Endlich hat es Badi-Temperaturen! Aber Vorsicht: Bevor man den Sprung ins kalte Wasser wagt, sollte man die wichtigsten Baderegeln der Schweizerischen Lebensrettungs-Gesellschaft kennen.

Zwei Kinder springen ins Schwimmbecken.

Bildlegende: Austoben im Schwimmbecken – aber nur gut vorbereitet! imago


Die wichtigsten Baderegeln

3:20 min, aus Ratgeber vom 03.06.2015

Laut der Beratungsstelle für Unfallverhütung BFU verunfallen in der Schweiz pro Jahr 12'000 Menschen beim Schwimmen. Gar ertrunken sind im vergangenen Jahr gemäss einer Statistik der Schweizerischen Lebensrettungs-Gesellschaft 27 Personen. Zwar sind die tödlichen Badeunfälle rückläufig, dennoch fällt auf, dass die meisten Opfer in offenen Gewässern ums Leben gekommen sind – und dass 80 Prozent der Verunglückten Männer sind.

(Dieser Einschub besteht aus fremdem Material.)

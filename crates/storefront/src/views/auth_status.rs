//! Log in/out status, greeting and user account actions.

use cornerstore_core::User;
use serde::Serialize;

/// What the identity provider reports.
#[derive(Debug, Clone, Default, PartialEq, Eq)]
pub struct AuthState {
    pub is_loading: bool,
    pub is_authenticated: bool,
    pub user: Option<User>,
}

/// The header auth widget.
#[derive(Debug, Clone, PartialEq, Eq, Serialize)]
#[serde(tag = "status", rename_all = "camelCase")]
pub enum AuthStatus {
    Loading,
    LoggedOut,
    LoggedIn { name: String },
}

impl AuthStatus {
    /// Authenticated states without a user fall back to `LoggedOut`.
    #[must_use]
    pub fn from_state(state: &AuthState) -> Self {
        if state.is_loading {
            return Self::Loading;
        }
        match (&state.user, state.is_authenticated) {
            (Some(user), true) => Self::LoggedIn {
                name: user.name.clone(),
            },
            _ => Self::LoggedOut,
        }
    }

    /// Label of the action button, `None` while loading.
    #[must_use]
    pub const fn action_label(&self) -> Option<&'static str> {
        match self {
            Self::Loading => None,
            Self::LoggedOut => Some("Log In"),
            Self::LoggedIn { .. } => Some("Log Out"),
        }
    }

    #[must_use]
    pub fn greeting(&self) -> Greeting {
        match self {
            Self::LoggedIn { name } => Greeting::new(Some(name)),
            Self::Loading | Self::LoggedOut => Greeting::new(None),
        }
    }
}

/// Header greeting: a heading for a known name, otherwise a login button.
#[derive(Debug, Clone, PartialEq, Eq, Serialize)]
#[serde(tag = "kind", rename_all = "camelCase")]
pub enum Greeting {
    Heading { text: String },
    Login { label: &'static str },
}

impl Greeting {
    /// A blank name counts as no name.
    #[must_use]
    pub fn new(name: Option<&str>) -> Self {
        match name.map(str::trim) {
            Some(name) if !name.is_empty() => Self::Heading {
                text: format!("Hello {name}"),
            },
            _ => Self::Login { label: "Login" },
        }
    }
}

/// Account summary for a signed-in user.
#[derive(Debug, Clone, Copy)]
pub struct UserAccount<'a> {
    user: &'a User,
}

impl<'a> UserAccount<'a> {
    #[must_use]
    pub const fn new(user: &'a User) -> Self {
        Self { user }
    }

    #[must_use]
    pub fn name(&self) -> &'a str {
        &self.user.name
    }

    /// Admins get an "Edit" action.
    #[must_use]
    pub const fn edit_action(&self) -> Option<&'static str> {
        if self.user.is_admin { Some("Edit") } else { None }
    }
}

#[cfg(test)]
mod tests {
    use cornerstore_core::UserId;

    use super::*;

    fn user(is_admin: bool) -> User {
        User {
            id: UserId::new(1),
            name: "Ada".to_string(),
            is_admin,
        }
    }

    #[test]
    fn test_loading() {
        let state = AuthState {
            is_loading: true,
            ..AuthState::default()
        };
        let status = AuthStatus::from_state(&state);
        assert_eq!(status, AuthStatus::Loading);
        assert_eq!(status.action_label(), None);
    }

    #[test]
    fn test_logged_out() {
        let status = AuthStatus::from_state(&AuthState::default());
        assert_eq!(status, AuthStatus::LoggedOut);
        assert_eq!(status.action_label(), Some("Log In"));
        assert_eq!(status.greeting(), Greeting::Login { label: "Login" });
    }

    #[test]
    fn test_logged_in_shows_name() {
        let state = AuthState {
            is_loading: false,
            is_authenticated: true,
            user: Some(user(false)),
        };
        let status = AuthStatus::from_state(&state);
        assert_eq!(
            status,
            AuthStatus::LoggedIn {
                name: "Ada".to_string()
            }
        );
        assert_eq!(status.action_label(), Some("Log Out"));
        assert_eq!(
            status.greeting(),
            Greeting::Heading {
                text: "Hello Ada".to_string()
            }
        );
    }

    #[test]
    fn test_authenticated_without_user_is_logged_out() {
        let state = AuthState {
            is_loading: false,
            is_authenticated: true,
            user: None,
        };
        assert_eq!(AuthStatus::from_state(&state), AuthStatus::LoggedOut);
    }

    #[test]
    fn test_greeting_with_name() {
        assert_eq!(
            Greeting::new(Some("Diego")),
            Greeting::Heading {
                text: "Hello Diego".to_string()
            }
        );
    }

    #[test]
    fn test_greeting_without_name_offers_login() {
        assert_eq!(Greeting::new(None), Greeting::Login { label: "Login" });
        assert_eq!(Greeting::new(Some("  ")), Greeting::Login { label: "Login" });
    }

    #[test]
    fn test_user_account_edit_for_admins() {
        let admin = user(true);
        let shopper = user(false);

        assert_eq!(UserAccount::new(&admin).edit_action(), Some("Edit"));
        assert_eq!(UserAccount::new(&shopper).edit_action(), None);
        assert_eq!(UserAccount::new(&shopper).name(), "Ada");
    }
}
//! Status enums for various entities.

use serde::{Deserialize, Serialize};

/// Order processing status.
///
/// Serialized in lowercase (`new`, `processed`, `fulfilled`).
#[derive(Debug, Clone, Copy, PartialEq, Eq, Hash, Serialize, Deserialize, Default)]
#[serde(rename_all = "lowercase")]
pub enum OrderStatus {
    #[default]
    New,
    Processed,
    Fulfilled,
}

impl OrderStatus {
    /// Every status, in workflow order.
    pub const ALL: [Self; 3] = [Self::New, Self::Processed, Self::Fulfilled];

    /// Human-readable label.
    #[must_use]
    pub const fn label(self) -> &'static str {
        match self {
            Self::New => "New",
            Self::Processed => "Processed",
            Self::Fulfilled => "Fulfilled",
        }
    }

    /// Wire value, as serialized.
    #[must_use]
    pub const fn as_str(self) -> &'static str {
        match self {
            Self::New => "new",
            Self::Processed => "processed",
            Self::Fulfilled => "fulfilled",
        }
    }
}

impl std::fmt::Display for OrderStatus {
    fn fmt(&self, f: &mut std::fmt::Formatter<'_>) -> std::fmt::Result {
        f.write_str(self.label())
    }
}
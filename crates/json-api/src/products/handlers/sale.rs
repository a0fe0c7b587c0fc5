//! Sale Products Handler

use std::sync::Arc;

use salvo::{oapi::extract::QueryParam, prelude::*};

use storefront_app::domain::{pagination::MAX_LIMIT, products::data::DEFAULT_SALE_LIMIT};

use crate::{
    envelope::Envelope,
    extensions::*,
    products::{errors::into_status_error, models::ProductResponse},
    state::State,
};

/// Sale Products Handler
///
/// Newest products on sale whose sale has not ended, twelve unless `limit` says otherwise.
#[endpoint(
    tags("products"),
    summary = "Sale Products",
    responses(
        (status_code = StatusCode::OK, description = "Products on sale"),
        (status_code = StatusCode::BAD_REQUEST, description = "Bad Request"),
        (status_code = StatusCode::INTERNAL_SERVER_ERROR, description = "Internal Server Error"),
    ),
)]
pub(crate) async fn handler(
    limit: QueryParam<u32, false>,
    depot: &mut Depot,
) -> Result<Json<Envelope<Vec<ProductResponse>>>, StatusError> {
    let state = depot.obtain_or_500::<Arc<State>>()?;

    let limit = limit.into_inner().unwrap_or(DEFAULT_SALE_LIMIT);

    if !(1..=MAX_LIMIT).contains(&limit) {
        return Err(StatusError::bad_request().brief("Limit must be between 1 and 100"));
    }

    let products = state
        .app
        .products
        .sale_products(limit)
        .await
        .map_err(into_status_error)?;

    Ok(Json(Envelope::data(
        products.into_iter().map(Into::into).collect(),
    )))
}
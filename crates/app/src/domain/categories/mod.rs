//! Categories

pub mod data;
pub mod errors;
pub mod records;
mod repository;
pub mod service;

pub use errors::CategoriesServiceError;
pub use service::*;
//! Review Records

use jiff::Timestamp;
use storefront::ratings::RatingSummary;

use crate::{
    domain::{products::records::ProductUuid, users::records::UserUuid},
    uuids::TypedUuid,
};

/// Review UUID
pub type ReviewUuid = TypedUuid<ReviewRecord>;

/// Review Record
#[derive(Debug, Clone)]
pub struct ReviewRecord {
    pub uuid: ReviewUuid,
    pub product: ProductUuid,
    pub user: UserUuid,
    pub rating: u8,
    pub comment: String,
    pub created_at: Timestamp,
}

/// A stored review together with the product's recomputed rating.
#[derive(Debug, Clone)]
pub struct ReviewOutcome {
    pub review: ReviewRecord,
    pub product_rating: RatingSummary,
}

Damit die Zahlen in dieser Badesaison weiter sinken, sollte, wer ins Wasser steigt, folgende Baderegeln kennen:

  • Nie überhitzt ins Wasser springen! Der Körper braucht Anpassungszeit. Deswegen langsam ins Wasser gehen oder aber sich vorher abduschen.
  • Nie alkoholisiert oder unter Drogen schwimmen.
  • Nie mit vollem oder ganz leerem Magen schwimmen.
  • Kinder nur begleitet ans Wasser lassen, kleine Kinder in Griffnähe beaufsichtigen.
  • Nicht in trübe oder unbekannte Gewässer springen.
  • Luftmatratzen und Schwimmhilfen bieten keine Sicherheit in tiefem Wasser.
  • Lange Strecken nie alleine schwimmen. Auch der besttrainierte Körper kann eine Schwäche erleiden.